TO DO:
The answer should reproduce the listing below character for character.

DATA FOR REVIEW:
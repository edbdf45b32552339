//! Customer email sending and logs. Without SMTP every message is logged.

use axum::http::StatusCode;
use serde_json::json;

use webshop_crm_core::UserRole;
use webshop_crm_integration_tests::TestApp;

async fn customer(app: &TestApp, token: &str, email: &str) -> i64 {
    let (status, body) = app
        .post(
            "/api/customers",
            Some(token),
            json!({ "email": email, "first_name": "Lotte", "last_name": "Smit" }),
        )
        .await;
    assert_eq!(status, StatusCode::CREATED, "{body}");
    body["customer"]["id"].as_i64().unwrap()
}

#[tokio::test]
async fn test_bulk_email_counts_sent_and_failed() {
    let app = TestApp::new().await;
    let staff = app.staff_token(UserRole::User).await;
    let manager = app.staff_token(UserRole::Manager).await;

    let first = customer(&app, &staff, "lotte@example.nl").await;
    let second = customer(&app, &staff, "bram@example.nl").await;
    let body = json!({
        "customer_ids": [first, 9999, second],
        "subject": "Winteractie",
        "message": "Tot 20% korting op alle jassen.",
        "template": "marketing",
    });

    let (status, _) = app.post("/api/emails/send-bulk-email", Some(&staff), body.clone()).await;
    assert_eq!(status, StatusCode::FORBIDDEN);

    let (status, result) = app.post("/api/emails/send-bulk-email", Some(&manager), body).await;
    assert_eq!(status, StatusCode::OK, "{result}");
    assert_eq!(result["sent"], 2);
    assert_eq!(result["failed"], 1);
    let results = result["results"].as_array().unwrap();
    assert_eq!(results.len(), 3);
    assert_eq!(results[0]["status"], "logged");
    assert_eq!(results[1]["customer_id"], 9999);
    assert_eq!(results[1]["status"], "failed");
    assert_eq!(results[1]["error"], "Customer not found");

    let (status, history) = app
        .get(&format!("/api/emails/customer/{first}/history"), Some(&staff))
        .await;
    assert_eq!(status, StatusCode::OK);
    assert_eq!(history["emails"].as_array().unwrap().len(), 1);
    assert_eq!(history["emails"][0]["subject"], "Winteractie");

    let (_, stats) = app.get("/api/emails/stats", Some(&staff)).await;
    assert_eq!(stats["by_status"]["logged"], 2);
}

#[tokio::test]
async fn test_bulk_email_requires_recipients() {
    let app = TestApp::new().await;
    let manager = app.staff_token(UserRole::Manager).await;

    let (status, body) = app
        .post(
            "/api/emails/send-bulk-email",
            Some(&manager),
            json!({ "customer_ids": [], "subject": "Leeg", "message": "Niemand" }),
        )
        .await;
    assert_eq!(status, StatusCode::BAD_REQUEST);
    assert_eq!(body["errors"][0]["field"], "customer_ids");
}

SOLUTION TO THIS TASK:
repository edbdf45b32552339
//! Customer email sending and logs. Without SMTP every message is logged.

use axum::http::StatusCode;
use serde_json::json;

use webshop_crm_core::UserRole;
use webshop_crm_integration_tests::TestApp;

async fn customer(app: &TestApp, token: &str, email: &str) -> i64 {
    let (status, body) = app
        .post(
            "/api/customers",
            Some(token),
            json!({ "email": email, "first_name": "Lotte", "last_name": "Smit" }),
        )
        .await;
    assert_eq!(status, StatusCode::CREATED, "{body}");
    body["customer"]["id"].as_i64().unwrap()
}

#[tokio::test]
async fn test_bulk_email_counts_sent_and_failed() {
    let app = TestApp::new().await;
    let staff = app.staff_token(UserRole::User).await;
    let manager = app.staff_token(UserRole::Manager).await;

    let first = customer(&app, &staff, "lotte@example.nl").await;
    let second = customer(&app, &staff, "bram@example.nl").await;
    let body = json!({
        "customer_ids": [first, 9999, second],
        "subject": "Winteractie",
        "message": "Tot 20% korting op alle jassen.",
        "template": "marketing",
    });

    let (status, _) = app.post("/api/emails/send-bulk-email", Some(&staff), body.clone()).await;
    assert_eq!(status, StatusCode::FORBIDDEN);

    let (status, result) = app.post("/api/emails/send-bulk-email", Some(&manager), body).await;
    assert_eq!(status, StatusCode::OK, "{result}");
    assert_eq!(result["sent"], 2);
    assert_eq!(result["failed"], 1);
    let results = result["results"].as_array().unwrap();
    assert_eq!(results.len(), 3);
    assert_eq!(results[0]["status"], "logged");
    assert_eq!(results[1]["customer_id"], 9999);
    assert_eq!(results[1]["status"], "failed");
    assert_eq!(results[1]["error"], "Customer not found");

    let (status, history) = app
        .get(&format!("/api/emails/customer/{first}/history"), Some(&staff))
        .await;
    assert_eq!(status, StatusCode::OK);
    assert_eq!(history["emails"].as_array().unwrap().len(), 1);
    assert_eq!(history["emails"][0]["subject"], "Winteractie");

    let (_, stats) = app.get("/api/emails/stats", Some(&staff)).await;
    assert_eq!(stats["by_status"]["logged"], 2);
}

#[tokio::test]
async fn test_bulk_email_requires_recipients() {
    let app = TestApp::new().await;
    let manager = app.staff_token(UserRole::Manager).await;

    let (status, body) = app
        .post(
            "/api/emails/send-bulk-email",
            Some(&manager),
            json!({ "customer_ids": [], "subject": "Leeg", "message": "Niemand" }),
        )
        .await;
    assert_eq!(status, StatusCode::BAD_REQUEST);
    assert_eq!(body["errors"][0]["field"], "customer_ids");
}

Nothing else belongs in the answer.